* Instructions to follow: Lines containing the word "full": say how many there are in the listing, with only the number as the answer.

:: Data ::

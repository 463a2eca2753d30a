use chrono::Utc;
use sqlx::SqlitePool;

use super::SqliteInitError;

/// Runs a single, consolidated migration for the current schema.
///
/// Creates the full schema: per-day progress records with their sync
/// envelope, the sync queue, session state, and the sync metadata table.
pub async fn run_migrations(pool: &SqlitePool) -> Result<(), SqliteInitError> {
    async fn is_applied(pool: &SqlitePool, version: i64) -> Result<bool, sqlx::Error> {
        let row = sqlx::query("SELECT 1 FROM schema_migrations WHERE version = ?1")
            .bind(version)
            .fetch_optional(pool)
            .await?;
        Ok(row.is_some())
    }

    sqlx::query(
        r"
            CREATE TABLE IF NOT EXISTS schema_migrations (
                version INTEGER PRIMARY KEY,
                applied_at TEXT NOT NULL
            );
            ",
    )
    .execute(pool)
    .await?;

    // Version 1: full schema.
    if !is_applied(pool, 1).await? {
        let mut tx = pool.begin().await?;

        sqlx::query(
            r"
                CREATE TABLE IF NOT EXISTS day_progress (
                    day INTEGER PRIMARY KEY CHECK (day BETWEEN 1 AND 5),
                    completed_sections TEXT NOT NULL,
                    completed_slides TEXT NOT NULL,
                    quiz_scores TEXT NOT NULL,
                    current_slide INTEGER NOT NULL CHECK (current_slide >= 0),
                    completion_percentage INTEGER NOT NULL
                        CHECK (completion_percentage BETWEEN 0 AND 100),
                    completed_at TEXT,
                    last_accessed TEXT NOT NULL,
                    dirty INTEGER NOT NULL CHECK (dirty IN (0, 1)),
                    sync_version INTEGER NOT NULL CHECK (sync_version >= 0),
                    client_id TEXT NOT NULL
                );
            ",
        )
        .execute(&mut *tx)
        .await?;

        sqlx::query(
            r"
                CREATE TABLE IF NOT EXISTS sync_queue (
                    id INTEGER PRIMARY KEY,
                    action TEXT NOT NULL,
                    day INTEGER NOT NULL CHECK (day BETWEEN 1 AND 5),
                    enqueued_at TEXT NOT NULL,
                    retries INTEGER NOT NULL CHECK (retries >= 0)
                );
            ",
        )
        .execute(&mut *tx)
        .await?;

        sqlx::query(
            r"
                CREATE TABLE IF NOT EXISTS session_state (
                    id INTEGER PRIMARY KEY CHECK (id = 1),
                    current_day INTEGER,
                    last_route TEXT,
                    updated_at TEXT NOT NULL
                );
            ",
        )
        .execute(&mut *tx)
        .await?;

        sqlx::query(
            r"
                CREATE TABLE IF NOT EXISTS sync_meta (
                    key TEXT PRIMARY KEY,
                    value TEXT NOT NULL
                );
            ",
        )
        .execute(&mut *tx)
        .await?;

        sqlx::query(
            r"
                CREATE INDEX IF NOT EXISTS idx_day_progress_dirty
                    ON day_progress (dirty);
            ",
        )
        .execute(&mut *tx)
        .await?;

        sqlx::query(
            r"
                CREATE INDEX IF NOT EXISTS idx_sync_queue_enqueued_at
                    ON sync_queue (enqueued_at);
            ",
        )
        .execute(&mut *tx)
        .await?;

        sqlx::query(
            r"
                INSERT INTO schema_migrations (version, applied_at)
                VALUES (?1, ?2)
                ON CONFLICT(version) DO NOTHING
            ",
        )
        .bind(1_i64)
        .bind(Utc::now())
        .execute(&mut *tx)
        .await?;

        tx.commit().await?;
    }

    Ok(())
}
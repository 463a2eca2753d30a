use crate::error::SyncError;
use crate::sync::SyncReport;

/// Hooks for UI layers that want to reflect sync activity.
///
/// All methods default to no-ops; implementors override what they care
/// about. Callbacks run on the sync task, so they must not block.
pub trait SyncObserver: Send + Sync {
    fn on_sync_started(&self) {}

    fn on_sync_completed(&self, _report: &SyncReport) {}

    fn on_sync_failed(&self, _error: &SyncError) {}
}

:::

* Your response: 2